- ABOUT THIS TASK -
Report every line below that holds the word "comparison".

- RECORDS SUPPLIED -
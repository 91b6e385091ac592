// SPDX-License-Identifier: MIT

//! Criteria parser
//!
//! Builds a [`Predicate`] tree from expressions like:
//! - `$exitCode = 0`
//! - `$responses[0].Body:/ok/ && $responses[1].StatusCode = 404`
//! - `$k0 && ($k1 || $k2)`
//!
//! There is no fixed precedence between `&&` and `||`. The first logical
//! operator of a predicate binds it; a different operator later in the stream
//! opens a nested predicate holding everything that follows, so
//! `a && b || c || d` reads as `a && b && (c || d)`.

use super::ast::{CompareOp, Criterion, LogicalOp, Operand, Predicate};
use super::lexer::Lexer;
use super::token::{Token, TokenKind};
use crate::config::ParserOptions;
use crate::error::{CriteriaError, ParseError};

/// Tokens that can start a criterion
const START: [TokenKind; 6] = [
    TokenKind::Quoted,
    TokenKind::Grouping,
    TokenKind::JsonObject,
    TokenKind::JsonArray,
    TokenKind::Operator,
    TokenKind::Operand,
];

/// Tokens that can stand on the right of a comparison
const RIGHT: [TokenKind; 4] = [
    TokenKind::Quoted,
    TokenKind::JsonObject,
    TokenKind::JsonArray,
    TokenKind::Operand,
];

const EXPECT_OPERAND: &str = "operand";
const EXPECT_OPERATOR: &str = "operator or logical operator";
const EXPECT_RIGHT: &str = "right operand";
const EXPECT_LOGICAL: &str = "logical operator";

/// Parse `expression` with default options
pub fn parse(expression: &str) -> Result<Predicate, CriteriaError> {
    Parser::default().parse(expression)
}

/// Recursive-descent parser producing [`Predicate`] trees
#[derive(Debug, Clone, Copy, Default)]
pub struct Parser {
    options: ParserOptions,
}

impl Parser {
    pub fn new(options: ParserOptions) -> Self {
        Self { options }
    }

    pub fn options(&self) -> &ParserOptions {
        &self.options
    }

    pub fn parse(&self, expression: &str) -> Result<Predicate, CriteriaError> {
        let predicate = self.parse_fragment(Lexer::new(expression), 0)?;
        log::debug!("parsed '{}' into {:?}", expression, predicate);
        Ok(predicate)
    }

    /// Parse one grouping level. `depth` counts the predicate levels enclosing it.
    fn parse_fragment(&self, mut lexer: Lexer<'_>, depth: usize) -> Result<Predicate, CriteriaError> {
        self.check_depth(depth, lexer.offset())?;

        // Outer levels are closed for appends once an operator switch opens an inner one
        let mut outer: Vec<Predicate> = vec![];
        let mut current = Predicate::default();

        loop {
            lexer.skip_whitespace();
            let token = required(&mut lexer, &START, EXPECT_OPERAND)?;
            let expected = if token.is(TokenKind::Grouping) {
                let body = Lexer::with_offset(token.body(), token.offset + 1);
                let inner = self.parse_fragment(body, depth + outer.len() + 1)?;
                // A group opening an empty predicate becomes that predicate, operator included
                if current.criteria.is_empty() {
                    current = inner;
                } else {
                    current.criteria.push(Criterion::Group(inner));
                }
                EXPECT_LOGICAL
            } else {
                let criterion = self.parse_criterion(&mut lexer, token)?;
                let expected = if criterion.is_uni_operand() {
                    EXPECT_OPERATOR
                } else {
                    EXPECT_LOGICAL
                };
                current.criteria.push(criterion);
                expected
            };

            lexer.skip_whitespace();
            let token = lexer.next(&[TokenKind::LogicalOperator]);
            if token.is(TokenKind::Eof) {
                break;
            }
            let op = match LogicalOp::from_keyword(token.text) {
                Some(op) if token.is(TokenKind::LogicalOperator) => op,
                _ => return Err(unexpected(&lexer, expected)),
            };

            match current.operator {
                None => current.operator = Some(op),
                Some(existing) if existing == op => {}
                Some(_) => {
                    self.check_depth(depth + outer.len() + 1, token.offset)?;
                    let inner = Predicate::new(Some(op), vec![]);
                    outer.push(std::mem::replace(&mut current, inner));
                }
            }
        }

        let mut predicate = current;
        while let Some(mut parent) = outer.pop() {
            parent.criteria.push(Criterion::Group(predicate));
            predicate = parent;
        }
        Ok(predicate)
    }

    /// Parse a comparison starting at `first`, stopping before any logical operator
    fn parse_criterion<'a>(
        &self,
        lexer: &mut Lexer<'a>,
        first: Token<'a>,
    ) -> Result<Criterion, CriteriaError> {
        let (left, op_token) = if first.is(TokenKind::Operator) {
            (None, first)
        } else {
            let left = operand_text(lexer, first);
            lexer.skip_whitespace();
            match lexer.next_if(TokenKind::Operator) {
                Some(op_token) => (Some(left), op_token),
                None => return Ok(Criterion::uni(left)),
            }
        };

        let mut op = CompareOp::from_keyword(op_token.text).ok_or_else(|| ParseError::Expected {
            offset: op_token.offset,
            expected: "operator".to_string(),
        })?;

        // `foo!=` lexes as `foo!` and `=`
        let left = match left {
            Some(text) if first.is(TokenKind::Operand) && text.ends_with('!') => {
                op = op.negate();
                let text = &text[..text.len() - 1];
                (!text.is_empty()).then(|| Operand::new(text))
            }
            other => other.map(Operand::from),
        };

        lexer.skip_whitespace();
        let right = if op_token.text == ":" {
            let tail = required(lexer, &[TokenKind::AssertTail], EXPECT_RIGHT)?;
            unquote(tail.text).to_string()
        } else {
            let token = required(lexer, &RIGHT, EXPECT_RIGHT)?;
            operand_text(lexer, token)
        };

        Ok(Criterion::new(left, Some(op), Some(Operand::new(right))))
    }

    fn check_depth(&self, depth: usize, offset: usize) -> Result<(), ParseError> {
        if depth >= self.options.max_depth {
            return Err(ParseError::TooDeep {
                offset,
                max_depth: self.options.max_depth,
            });
        }
        Ok(())
    }
}

/// Pull one of `expected`, failing on end of input as well as on a mismatch
fn required<'a>(
    lexer: &mut Lexer<'a>,
    expected: &[TokenKind],
    description: &str,
) -> Result<Token<'a>, CriteriaError> {
    let token = lexer.next(expected);
    match token.kind {
        TokenKind::Eof | TokenKind::Illegal => Err(unexpected(lexer, description)),
        _ => Ok(token),
    }
}

/// Error for the cursor position after every expected matcher failed
fn unexpected(lexer: &Lexer<'_>, description: &str) -> CriteriaError {
    let offset = lexer.offset();
    if lexer.is_at_end() {
        return ParseError::UnexpectedEof {
            offset,
            expected: description.to_string(),
        }
        .into();
    }
    match lexer.diagnose() {
        Some(err) => err.into(),
        None => ParseError::Expected {
            offset,
            expected: description.to_string(),
        }
        .into(),
    }
}

/// Operand text of `token`; a call like `$Fn(args)` keeps its argument list
fn operand_text<'a>(lexer: &mut Lexer<'a>, token: Token<'a>) -> String {
    match token.kind {
        TokenKind::Quoted => token.body().to_string(),
        TokenKind::Operand => {
            let mut text = token.text.to_string();
            while let Some(args) = lexer.next_if(TokenKind::Grouping) {
                text.push_str(args.text);
                if let Some(rest) = lexer.next_if(TokenKind::Operand) {
                    text.push_str(rest.text);
                }
            }
            text
        }
        _ => token.text.to_string(),
    }
}

fn unquote(text: &str) -> &str {
    match text.strip_prefix('\'').and_then(|t| t.strip_suffix('\'')) {
        Some(inner) if !inner.contains('\'') => inner,
        _ => text,
    }
}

- RESPONSE BOX -
/// Tokens that can stand on the right of a comparison
    /// Parse a comparison starting at `first`, stopping before any logical operator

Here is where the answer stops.